No one has been more frustrated by this than French President Emmanuel Macron. And more recently, German Chancellor Olaf Scholz has also embraced the idea of ​​change, positioning himself as a reformer. But as lucid as they are on the need for reform, neither Paris nor Berlin seem to know how to go about it.

Parliament’s federalist MEPs, led by Guy Verhofstadt, have been campaigning for years to return to the experience of a Convention – made up of the Commission, the Council, MEPs and national MPs – to revise the EU Treaties ( article 48, paragraph 3). But the Council, apparently still traumatized by Lisbon, resisted. And although the conference on the future of Europe took place, assessing the expectations of a random sample of European citizens, it was used by the Council to delay reform, leaving the Commission of President Ursula von der Leyen meaningless.

Reacting to the failure of this conference, in June Parliament finally stepped out of the realm of abstraction by voting on a concrete proposal aimed at converting the decision-making process of the bridge from unanimity to qualified majority voting.

This is a wise move, as it simply eases the way for future supermajority advances, without requiring immediate demands.

It also marks Parliament’s first use of its constitutive power to trigger Treaty change (Article 48(2)), and is a historic step that has been curiously under-reported by the press and misunderstood even by MEPs. .

Interestingly, according to the Treaty, the Presidency of the Council should have automatically submitted this proposal to the European Council and informed the national parliaments. For some reason, the French presidency – despite Macron’s rhetoric – rejected this demand.

Parliament President Roberta Metsola of the conservative European People’s Party group also failed to make her point when addressing the Council in June. However, the following week, the group leaders forced her to write formally to the Council and the European Council, affirming the will of the Parliament. However, at this stage, the presidency of the Council had been assumed by the Czech Republic, invariably eurosceptic.

The government in Prague is a wobbly coalition with little expertise in European politics, an insider told me that “the highest international qualification for Czech ministers is Erasmus”. And at an informal meeting of ministers in July, the Czechs issued a questionnaire, seeking opinions on where bridge clause could be applied. No ploy could be surer of exposing deep divisions within the Council, and it has enabled Czech European Affairs Minister Mikuláš Bek to quickly conclude that no progress can be made on extending majority voting qualified.
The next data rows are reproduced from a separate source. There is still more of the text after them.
use serde::Serialize;
use tokio::sync::Mutex;
use tracing::{info, warn};

use super::list::{run_load, FilteredList, ListSnapshot};
use super::segment::Unfiltered;
use crate::error::AppError;
use crate::models::dispatch::{DispatchRecord, NewDispatch};
use crate::notify::Notifier;
use crate::observability::metrics::Metrics;
use crate::services::directory::{Directory, FormOptions};
use crate::services::dispatch::{DispatchFilter, DispatchService};

const VIEW: &str = "route_manager";

#[derive(Debug, Clone, Serialize)]
pub struct RouteManagerSnapshot {
    pub filter: DispatchFilter,
    #[serde(flatten)]
    pub list: ListSnapshot<DispatchRecord, Unfiltered>,
}

/// Administrative dispatch list. Filtering happens in the backend query, so
/// every filter change is a reload.
pub struct RouteManager {
    dispatches: DispatchService,
    directory: Directory,
    notifier: Notifier,
    metrics: Metrics,
    filter: Mutex<DispatchFilter>,
    list: Mutex<FilteredList<DispatchRecord, Unfiltered>>,
    options: Mutex<Option<FormOptions>>,
}

impl RouteManager {
    pub fn new(
        dispatches: DispatchService,
        directory: Directory,
        notifier: Notifier,
        metrics: Metrics,
    ) -> Self {
        Self {
            dispatches,
            directory,
            notifier,
            metrics,
            filter: Mutex::new(DispatchFilter::default()),
            list: Mutex::new(FilteredList::new(Unfiltered)),
            options: Mutex::new(None),
        }
    }

    pub async fn load(&self) -> Result<(), AppError> {
        let filter = self.filter.lock().await.clone();
        run_load(&self.list, VIEW, &self.metrics, &self.notifier, || {
            self.dispatches.search(&filter)
        })
        .await
    }

    pub async fn reset(&self) {
        *self.filter.lock().await = DispatchFilter::default();
        self.list.lock().await.clear();
        self.forget_options().await;
    }

    pub async fn ensure_loaded(&self) -> Result<(), AppError> {
        if self.list.lock().await.never_loaded() {
            self.load().await?;
        }
        Ok(())
    }

    /// Validates the filter before it replaces the active one; a bad date
    /// leaves both the filter and the list as they were.
    pub async fn apply_filters(&self, filter: DispatchFilter) -> Result<(), AppError> {
        if let Err(err) = filter.to_query() {
            warn!(error = %err, "filter rejected");
            self.notifier.danger(err.notice_text());
            return Err(err);
        }
        *self.filter.lock().await = filter;
        self.load().await
    }

    pub async fn reset_filters(&self) -> Result<(), AppError> {
        *self.filter.lock().await = DispatchFilter::default();
        self.load().await
    }

    pub async fn create(&self, input: NewDispatch) -> Result<String, AppError> {
        let id = match self.dispatches.create(input).await {
            Ok(id) => id,
            Err(err) => return Err(self.mutation_failed("create", err)),
        };
        self.notifier.success("Dispatch created");
        self.load().await?;
        Ok(id)
    }

    pub async fn delete(&self, id: &str) -> Result<(), AppError> {
        if let Err(err) = self.dispatches.delete(id).await {
            return Err(self.mutation_failed("delete", err));
        }
        self.notifier.success("Dispatch deleted");
        self.load().await
    }

    /// Drops the cached form options; the next `options` call reads them
    /// again.
    pub async fn forget_options(&self) {
        *self.options.lock().await = None;
    }

    /// Selection lists for the dispatch form, read once and kept until
    /// `forget_options` or `reset`.
    pub async fn options(&self) -> Result<FormOptions, AppError> {
        if let Some(options) = self.options.lock().await.as_ref() {
            return Ok(options.clone());
        }

        let options = self.directory.form_options().await.map_err(|err| {
            self.notifier.danger(err.notice_text());
            err
        })?;
        info!("form options cached");
        *self.options.lock().await = Some(options.clone());
        Ok(options)
    }

    pub async fn snapshot(&self) -> RouteManagerSnapshot {
        RouteManagerSnapshot {
            filter: self.filter.lock().await.clone(),
            list: self.list.lock().await.snapshot(),
        }
    }

    fn mutation_failed(&self, action: &str, err: AppError) -> AppError {
        warn!(action, error = %err, "dispatch mutation failed");
        self.notifier.danger(err.notice_text());
        err
    }
}

#[cfg(test)]
mod tests {
    use std::sync::Arc;

    use chrono::{TimeZone, Utc};
    use serde_json::json;

    use super::*;
    use crate::backend::collections::DRIVERS;
    use crate::backend::memory::InMemoryStore;
    use crate::backend::DocumentStore;
    use crate::services::reader::CollectionReader;
    use crate::view::list::ViewState;

    fn manager() -> (Arc<InMemoryStore>, RouteManager) {
        let store = Arc::new(InMemoryStore::new());
        let metrics = Metrics::new();
        let reader = CollectionReader::new(store.clone(), metrics.clone());
        let manager = RouteManager::new(
            DispatchService::new(reader.clone(), metrics.clone()),
            Directory::new(reader),
            Notifier::new(16),
            metrics,
        );
        (store, manager)
    }

    fn input(driver: &str, day: u32) -> NewDispatch {
        NewDispatch {
            driver: driver.to_string(),
            timestamp: Utc.with_ymd_and_hms(2025, 4, day, 10, 0, 0).unwrap(),
            load_type: "Frozen".to_string(),
            store: "Cd 429".to_string(),
            vehicle: "GWCL77".to_string(),
            shift: "Day".to_string(),
            round: "First".to_string(),
            management: "Delivery".to_string(),
        }
    }

    #[tokio::test]
    async fn create_and_delete_reload_the_list() {
        let (_store, manager) = manager();
        manager.ensure_loaded().await.unwrap();
        assert_eq!(manager.snapshot().await.list.total, 0);

        let first = manager.create(input("Ana", 1)).await.unwrap();
        manager.create(input("Bo", 2)).await.unwrap();
        let snapshot = manager.snapshot().await;
        assert_eq!(snapshot.list.total, 2);
        assert_eq!(snapshot.list.items[0].driver, "Bo");

        manager.delete(&first).await.unwrap();
        let snapshot = manager.snapshot().await;
        assert_eq!(snapshot.list.total, 1);
        assert!(snapshot.list.items.iter().all(|r| r.id != first));
    }

    #[tokio::test]
    async fn filters_apply_and_reset() {
        let (_store, manager) = manager();
        manager.create(input("Ana", 1)).await.unwrap();
        manager.create(input("Ana", 2)).await.unwrap();
        manager.create(input("Bo", 2)).await.unwrap();

        manager
            .apply_filters(DispatchFilter {
                driver: Some("Ana".to_string()),
                shift: None,
                date: Some("2025-04-02".to_string()),
            })
            .await
            .unwrap();
        assert_eq!(manager.snapshot().await.list.total, 1);

        manager.reset_filters().await.unwrap();
        let snapshot = manager.snapshot().await;
        assert_eq!(snapshot.list.total, 3);
        assert_eq!(snapshot.filter, DispatchFilter::default());
    }

    #[tokio::test]
    async fn invalid_date_keeps_previous_filter() {
        let (store, manager) = manager();
        manager.ensure_loaded().await.unwrap();
        let reads = store.read_count();

        let result = manager
            .apply_filters(DispatchFilter {
                date: Some("not a date".to_string()),
                ..DispatchFilter::default()
            })
            .await;

        assert!(matches!(result, Err(AppError::BadRequest(_))));
        assert_eq!(store.read_count(), reads);
        assert_eq!(manager.snapshot().await.filter, DispatchFilter::default());
    }

    #[tokio::test]
    async fn failed_create_keeps_the_list() {
        let (store, manager) = manager();
        manager.create(input("Ana", 1)).await.unwrap();
        store.set_offline(true);

        assert!(manager.create(input("Bo", 2)).await.is_err());

        let snapshot = manager.snapshot().await;
        assert_eq!(snapshot.list.state, ViewState::Loaded);
        assert_eq!(snapshot.list.total, 1);
    }

    #[tokio::test]
    async fn options_are_cached_after_the_first_read() {
        let (store, manager) = manager();
        manager.options().await.unwrap();
        store.set_offline(true);
        assert!(manager.options().await.is_ok());
    }

    #[tokio::test]
    async fn forgotten_options_are_read_again() {
        let (store, manager) = manager();
        assert!(manager.options().await.unwrap().drivers.is_empty());
        let driver = json!({ "name": "Cata Soto", "national_id": "3-3", "license": "A4" });
        store
            .set(DRIVERS, "u-cata", driver.as_object().unwrap().clone())
            .await
            .unwrap();
        assert!(manager.options().await.unwrap().drivers.is_empty());

        manager.forget_options().await;
        assert_eq!(manager.options().await.unwrap().drivers.len(), 1);

        store.set(DRIVERS, "u-dan", driver.as_object().unwrap().clone()).await.unwrap();
        manager.reset().await;
        assert_eq!(manager.options().await.unwrap().drivers.len(), 2);
    }
}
Bek is now proposing another informal political discussion in the General Affairs Council before a formal vote in November, on whether to forward Parliament’s proposals to the European Council – a procedure which is in breach of the Treaty.

If it is serious about reform, Parliament should not back down and should make its case more forcefully. It could initiate a formal procedure and refer the Council to the Court of Justice of the EU for failure to act (article 265 TFEU).

Once finally seized of the file, the Council will then have to decide by a simple majority whether it is appropriate to examine the proposed amendment, and it seems that the proposed modification of the bridge will receive sufficient support. That being the case, a Convention will then be convened — at the insistence of Parliament.

The virtue of a Convention is that it brings everyone concerned together in one place at the same time to debate in public, thus increasing the likelihood of uncovering any illiberal deceit.

If the European Council cannot prepare for a Convention, it should nevertheless set up an independent reflection group made up of wise men to prepare options for reforming the Treaty. Other pressing, now neglected issues – such as the procedure for choosing von der Leyen’s successor in 2024, and Parliament’s languishing proposals for transnational electoral rolls – can be added to this agenda.

Former Italian Prime Minister Mario Draghi, who knows a thing or two, might even be willing to chair such a think tank of experts – and, indeed, chair the Convention that will follow.

Be that as it may, treaty reform is urgently needed. And it is time for Parliament to make its case.